Sodium channel blockade restores rotenone-induced inhibition of neurite [Ca²⁺]_i recovery to depolarization. A, Neurites in peripheral compartments of Campenot chambers treated with rotenone for 20 h exhibit reduced capacity to clear increased levels of intracellular Ca²⁺ after high [K⁺]-induced membrane depolarization compared with control neurites. The initial (10–15 s) recovery from high [Ca²⁺]_i is similar between control and rotenone-treated neurites, but Ca²⁺ clearance is substantially slower after this initial period in rotenone-treated versus control neurites. Curves represent means of n = 23 control and n = 23 rotenone-treated neurites. B, Quantification of [Ca²⁺]_i recovery after depolarization demonstrates that the AUC for rotenone-treated neurites is ∼2-fold that of control neurites (*p < 0.05; n = 23 control and 23 rotenone-treated neurites). C, Neurites treated with TTX and rotenone exhibit increased capacity to clear intracellular Ca²⁺ compared with neurites treated with rotenone only.

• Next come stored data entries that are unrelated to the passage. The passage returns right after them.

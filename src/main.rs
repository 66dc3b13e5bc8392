//! 1A2B - unified CLI
//!
//! Line-oriented driver for the session state machine: it feeds events
//! in and renders effects on stdout. The engine itself lives in the
//! library; this binary is only the transport.

#![warn(missing_docs)]

mod cli;

use anyhow::{Context, Result};
use bulls_and_cows::{
    Effect, EngineConfig, Event, Feedback, SessionManager, SessionPhase, StrategyTree,
};
use clap::Parser;
use cli::{Cli, Command};
use std::io::BufRead;
use std::sync::Arc;
use tracing::info;
use tracing_subscriber::EnvFilter;

/// Conversation key for the single local session this binary drives.
const CONVERSATION: &str = "local";

fn main() -> Result<()> {
    // Load .env file
    dotenvy::dotenv().ok();

    tracing_subscriber::fmt()
        .with_env_filter(EnvFilter::from_default_env())
        .init();

    let cli = Cli::parse();

    match cli.command {
        // Play mode picks its own secret; no answers data is involved.
        Command::Play => {
            let manager = SessionManager::new();
            run(&manager, Event::StartPlay)
        }
        // Missing or malformed answers data aborts startup; no solver
        // session can be served without it.
        Command::Solve => {
            let config = match &cli.config {
                Some(path) => EngineConfig::from_file(path)?,
                None => EngineConfig::default(),
            };
            let answers_path = cli
                .answers
                .clone()
                .unwrap_or_else(|| config.answers_path().clone());

            let tree = StrategyTree::load(&answers_path).with_context(|| {
                format!("loading answers data from {}", answers_path.display())
            })?;
            info!(path = %answers_path.display(), "Engine ready");

            let manager = SessionManager::with_tree(Arc::new(tree));
            run(&manager, Event::StartSolve)
        }
    }
}

/// Drives one round to completion over stdin/stdout.
fn run(manager: &SessionManager, start: Event) -> Result<()> {
    render(&manager.dispatch(CONVERSATION, start));

    let stdin = std::io::stdin();
    for line in stdin.lock().lines() {
        let line = line?;
        let text = line.trim();
        if text.is_empty() {
            continue;
        }

        let event = if text == "/cancel" {
            Event::Cancel
        } else {
            match manager.phase(CONVERSATION) {
                SessionPhase::PlayAwaitingGuess => Event::Guess(text.to_string()),
                SessionPhase::SolveAwaitingClue => Event::Clue(text.to_string()),
                SessionPhase::SolveAwaitingFeedback => match Feedback::from_label(text) {
                    Some(feedback) => Event::FeedbackSelect(feedback),
                    None => {
                        // Unknown label: the menu is a closed set, so this
                        // never reaches the state machine.
                        println!("Invalid input, please try again.");
                        continue;
                    }
                },
                SessionPhase::Idle => break,
            }
        };

        render(&manager.dispatch(CONVERSATION, event));
        if manager.phase(CONVERSATION) == SessionPhase::Idle {
            break;
        }
    }

    Ok(())
}

/// Renders effects as stdout lines; choices as the five-row menu.
fn render(effects: &[Effect]) {
    for effect in effects {
        match effect {
            Effect::EmitText(text) => println!("{}", text),
            Effect::PresentChoices => {
                for row in Feedback::keyboard_rows() {
                    let labels: Vec<&str> = row.iter().map(|fb| fb.label()).collect();
                    println!("  [{}]", labels.join("] ["));
                }
            }
        }
    }
}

The initial (10–15 s) recovery from high [Ca²⁺]_i is similar between rotenone and rotenone with TTX, but Ca²⁺ sequestering is enhanced after this initial period with TTX treatment. Curves represent means of n = 13 rotenone and n = 17 rotenone + TTX-treated neurites. D, Quantification of [Ca²⁺]_i recovery after depolarization demonstrates that the AUC for neurites with TTX treatment is approximately one-half of that for rotenone only (*p < 0.05; n = 13 rotenone and n = 17 rotenone + TTX-treated neurites). Data are presented as mean ± SEM.